Records supplied:
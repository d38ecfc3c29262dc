use anyhow::Result;

use crate::optimizer::sensitivity::SensitivityPoint;
use crate::optimizer::{AllocationResult, ParetoPoint};
use crate::ranking::RankedCandidate;
use crate::snapshot::ScenarioRecord;

fn finish(writer: csv::Writer<Vec<u8>>) -> Result<String> {
    let data = writer.into_inner()?;
    Ok(String::from_utf8_lossy(&data).to_string())
}

fn join_ids<'a>(ids: impl IntoIterator<Item = &'a String>) -> String {
    ids.into_iter()
        .map(String::as_str)
        .collect::<Vec<_>>()
        .join(";")
}

pub fn ranking_to_csv(ranked: &[RankedCandidate]) -> Result<String> {
    let mut writer = csv::Writer::from_writer(vec![]);
    writer.write_record(["rank", "id", "cost", "expected_benefit", "weight", "ratio", "mandatory"])?;
    for r in ranked {
        writer.write_record([
            r.rank.to_string(),
            r.id.clone(),
            r.cost.to_string(),
            r.expected_benefit.to_string(),
            r.weight.to_string(),
            format!("{:.8}", r.ratio),
            r.mandatory.to_string(),
        ])?;
    }
    finish(writer)
}

/// One row per candidate id with its funding decision.
pub fn allocation_to_csv(result: &AllocationResult, candidate_ids: &[String]) -> Result<String> {
    let mut writer = csv::Writer::from_writer(vec![]);
    writer.write_record(["id", "selected", "mandatory", "method", "feasible"])?;
    for id in candidate_ids {
        writer.write_record([
            id.clone(),
            result.is_selected(id).to_string(),
            result.mandatory_ids.contains(id).to_string(),
            result.method.to_string(),
            result.feasible.to_string(),
        ])?;
    }
    finish(writer)
}

pub fn sensitivity_to_csv(points: &[SensitivityPoint]) -> Result<String> {
    let mut writer = csv::Writer::from_writer(vec![]);
    writer.write_record([
        "budget_level",
        "budget",
        "total_cost",
        "total_benefit",
        "feasible",
        "method",
        "selected_ids",
    ])?;
    for point in points {
        writer.write_record([
            point.budget_level.to_string(),
            point.budget.to_string(),
            point.result.total_cost.to_string(),
            format!("{:.4}", point.result.total_benefit),
            point.result.feasible.to_string(),
            point.result.method.to_string(),
            join_ids(&point.result.selected_ids),
        ])?;
    }
    finish(writer)
}

pub fn pareto_to_csv(points: &[ParetoPoint]) -> Result<String> {
    let mut writer = csv::Writer::from_writer(vec![]);
    writer.write_record(["total_cost", "total_benefit", "budget", "selected_ids"])?;
    for point in points {
        writer.write_record([
            point.total_cost.to_string(),
            format!("{:.4}", point.total_benefit),
            point.budget.map(|b| b.to_string()).unwrap_or_default(),
            join_ids(&point.selected_ids),
        ])?;
    }
    finish(writer)
}

pub fn history_to_csv(records: &[ScenarioRecord]) -> Result<String> {
    let mut writer = csv::Writer::from_writer(vec![]);
    writer.write_record([
        "id",
        "name",
        "created_at",
        "fingerprint",
        "budget",
        "objective",
        "method",
        "feasible",
        "total_cost",
        "total_benefit",
        "selected_ids",
    ])?;
    for record in records {
        writer.write_record([
            record.id.map(|id| id.to_string()).unwrap_or_default(),
            record.name.clone(),
            record.created_at.to_rfc3339(),
            record.fingerprint.clone(),
            record.budget.to_string(),
            record.objective.to_string(),
            record.method.to_string(),
            record.feasible.to_string(),
            record.total_cost.to_string(),
            format!("{:.4}", record.total_benefit),
            join_ids(&record.selected_ids),
        ])?;
    }
    finish(writer)
}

What to produce:
Scan the lines above for the word "crate", then copy each line that has it.

Answer to this problem:
use crate::optimizer::sensitivity::SensitivityPoint;
use crate::optimizer::{AllocationResult, ParetoPoint};
use crate::ranking::RankedCandidate;
use crate::snapshot::ScenarioRecord;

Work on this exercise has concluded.